======== Listed records ========

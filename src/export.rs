//! Export coordinator.
//!
//! [`Exporter`] runs a [`ChunkedFetcher`] and a [`StreamPersister`] side by
//! side on one cancellation token and turns their signals into a single
//! outcome. The first terminal condition wins:
//!
//! - the fetch completes: the persister drains the stream, the output is
//!   compressed if configured and an [`ExportSummary`] is returned
//! - the fetch fails: the persister flushes what was already sent and the
//!   fetch error is returned, nothing is compressed
//! - the token fires: the in-flight write completes, the partial output is
//!   compressed and [`Error::Cancelled`] is returned
//! - the persister fails: the fetch is stopped and the persister error is
//!   returned

use std::{
    path::{Path, PathBuf},
    time::Duration,
};

use tokio::{
    io::AsyncWrite,
    task::JoinHandle,
    time::{self, Instant},
};
use tokio_util::sync::CancellationToken;
use tracing::{error, info, warn};

use crate::{
    compress::Compression,
    error::Error,
    fetch::ChunkedFetcher,
    persist::{PersistSummary, StreamPersister},
    source::LogSource,
    stats::Stats,
    types::FetchRequest,
};

/// Default output file.
pub const DEFAULT_OUTPUT: &str = "export.ndjson";

/// Default interval between progress reports.
pub const DEFAULT_HEARTBEAT: Duration = Duration::from_secs(15);

#[derive(Clone, Debug, PartialEq, Eq)]
pub struct ExportConfig {
    /// NDJSON output file, truncated at the start of a run.
    pub output: PathBuf,

    /// Compression applied to the output once persisting stopped.
    pub compression: Option<Compression>,

    /// Interval between progress reports.
    pub heartbeat: Duration,
}

impl Default for ExportConfig {
    fn default() -> Self {
        Self {
            output: PathBuf::from(DEFAULT_OUTPUT),
            compression: None,
            heartbeat: DEFAULT_HEARTBEAT,
        }
    }
}

/// Result of a completed export.
#[derive(Clone, Debug)]
pub struct ExportSummary {
    /// Number of persisted logs.
    pub records: u64,

    /// Bytes written to the output file.
    pub bytes: u64,

    pub stats: Stats,

    pub output: PathBuf,

    /// Compressed artifact, if compression is enabled.
    pub compressed: Option<PathBuf>,
}

enum Outcome {
    Completed,
    Failed(Error),
    Cancelled,
}

type PersistHandle = JoinHandle<Result<PersistSummary, Error>>;

/// Drives a complete export run.
#[derive(Debug)]
pub struct Exporter<S> {
    fetcher: ChunkedFetcher<S>,
    config: ExportConfig,
}

impl<S: LogSource + 'static> Exporter<S> {
    pub fn new(fetcher: ChunkedFetcher<S>, config: ExportConfig) -> Self {
        Self { fetcher, config }
    }

    pub fn fetcher(&self) -> &ChunkedFetcher<S> {
        &self.fetcher
    }

    pub fn config(&self) -> &ExportConfig {
        &self.config
    }

    /// Exports the logs of `request` into the configured output file.
    ///
    /// Statistics in the summary are taken from the fetcher's cache, which
    /// accumulates over every run of the same fetcher.
    pub async fn run(
        &self,
        token: CancellationToken,
        request: FetchRequest,
    ) -> Result<ExportSummary, Error> {
        if self.config.heartbeat.is_zero() {
            return Err(Error::Validation(
                "heartbeat interval must be positive".to_string(),
            ));
        }

        let persister = StreamPersister::create(&self.config.output).await?;
        self.drive(token, request, persister).await
    }

    /// Runs fetch and persister against `persister`'s sink, the configured
    /// output path is only used for compression.
    async fn drive<W>(
        &self,
        token: CancellationToken,
        request: FetchRequest,
        persister: StreamPersister<W>,
    ) -> Result<ExportSummary, Error>
    where
        W: AsyncWrite + Unpin + Send + 'static,
    {
        // stopped on its own when the persister fails
        let fetch_token = token.child_token();
        let (logs, mut errors) = self.fetcher.fetch(fetch_token.clone(), request);
        let mut persist: PersistHandle = tokio::spawn(persister.run(token.clone(), logs));

        let period = self.config.heartbeat;
        let mut heartbeat = time::interval_at(Instant::now() + period, period);
        let mut persisted = None;

        let outcome = loop {
            tokio::select! {
                biased;
                err = errors.recv() => break match err {
                    None => Outcome::Completed,
                    Some(err) if err.is_cancelled() => Outcome::Cancelled,
                    Some(err) => Outcome::Failed(err),
                },
                _ = token.cancelled() => break Outcome::Cancelled,
                result = &mut persist, if persisted.is_none() => {
                    match result.unwrap_or_else(|err| Err(Error::from(err))) {
                        Err(err) if !err.is_cancelled() => {
                            fetch_token.cancel();
                            error!(%err, "persisting logs failed, stopping export");
                            return Err(err);
                        }
                        result => persisted = Some(result),
                    }
                }
                _ = heartbeat.tick() => {
                    let stats = self.fetcher.stats().snapshot();
                    info!(
                        logs = stats.total(),
                        first_block = stats.first_block(),
                        last_block = stats.last_block(),
                        "still retrieving logs..."
                    );
                }
            }
        };

        match outcome {
            Outcome::Completed => match join(persist, persisted).await {
                Ok(summary) => self.complete(summary).await,
                Err(err) if err.is_cancelled() => self.cancel(Err(err)).await,
                Err(err) => Err(err),
            },
            Outcome::Failed(err) => {
                if let Err(persist_err) = join(persist, persisted).await {
                    warn!(%persist_err, "persister stopped after fetch failure");
                }
                Err(err)
            }
            Outcome::Cancelled => {
                info!("export cancelled, waiting for logs to be saved...");
                let persisted = join(persist, persisted).await;
                self.cancel(persisted).await
            }
        }
    }

    async fn complete(&self, persisted: PersistSummary) -> Result<ExportSummary, Error> {
        let output = self.config.output.clone();
        info!(
            records = persisted.records,
            output = %output.display(),
            "all logs have been saved"
        );
        if let Some(last) = self.fetcher.stats().last_price_update() {
            info!(block = last.block_number(), "last price update");
        }

        let compressed = match self.config.compression {
            Some(algo) => Some(compress(algo, &output).await?),
            None => None,
        };

        Ok(ExportSummary {
            records: persisted.records,
            bytes: persisted.bytes,
            stats: self.fetcher.stats().snapshot(),
            output,
            compressed,
        })
    }

    /// Compresses whatever was persisted before the cancellation.
    async fn cancel(
        &self,
        persisted: Result<PersistSummary, Error>,
    ) -> Result<ExportSummary, Error> {
        match persisted {
            Ok(summary) => info!(records = summary.records, "all logs have been saved"),
            Err(err) if err.is_cancelled() => {}
            Err(err) => warn!(%err, "persister stopped with error"),
        }

        if let Some(algo) = self.config.compression
            && let Err(err) = compress(algo, &self.config.output).await
        {
            error!(%err, "failed to compress partial output");
        }
        Err(Error::Cancelled)
    }
}

/// Result of the persister task, which may already have been collected.
async fn join(
    persist: PersistHandle,
    persisted: Option<Result<PersistSummary, Error>>,
) -> Result<PersistSummary, Error> {
    match persisted {
        Some(result) => result,
        None => persist.await?,
    }
}

async fn compress(algo: Compression, input: &Path) -> Result<PathBuf, Error> {
    let input = input.to_path_buf();
    let output = algo.output_path(&input);
    let path = output.clone();
    let bytes = tokio::task::spawn_blocking(move || algo.compress_file(&input, &path)).await??;
    info!(%algo, bytes, output = %output.display(), "file compressed");
    Ok(output)
}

========

Return each line of the records above in which the word "ChunkedFetcher" occurs.

//! [`Exporter`] runs a [`ChunkedFetcher`] and a [`StreamPersister`] side by
    fetch::ChunkedFetcher,
    fetcher: ChunkedFetcher<S>,
    pub fn new(fetcher: ChunkedFetcher<S>, config: ExportConfig) -> Self {
    pub fn fetcher(&self) -> &ChunkedFetcher<S> {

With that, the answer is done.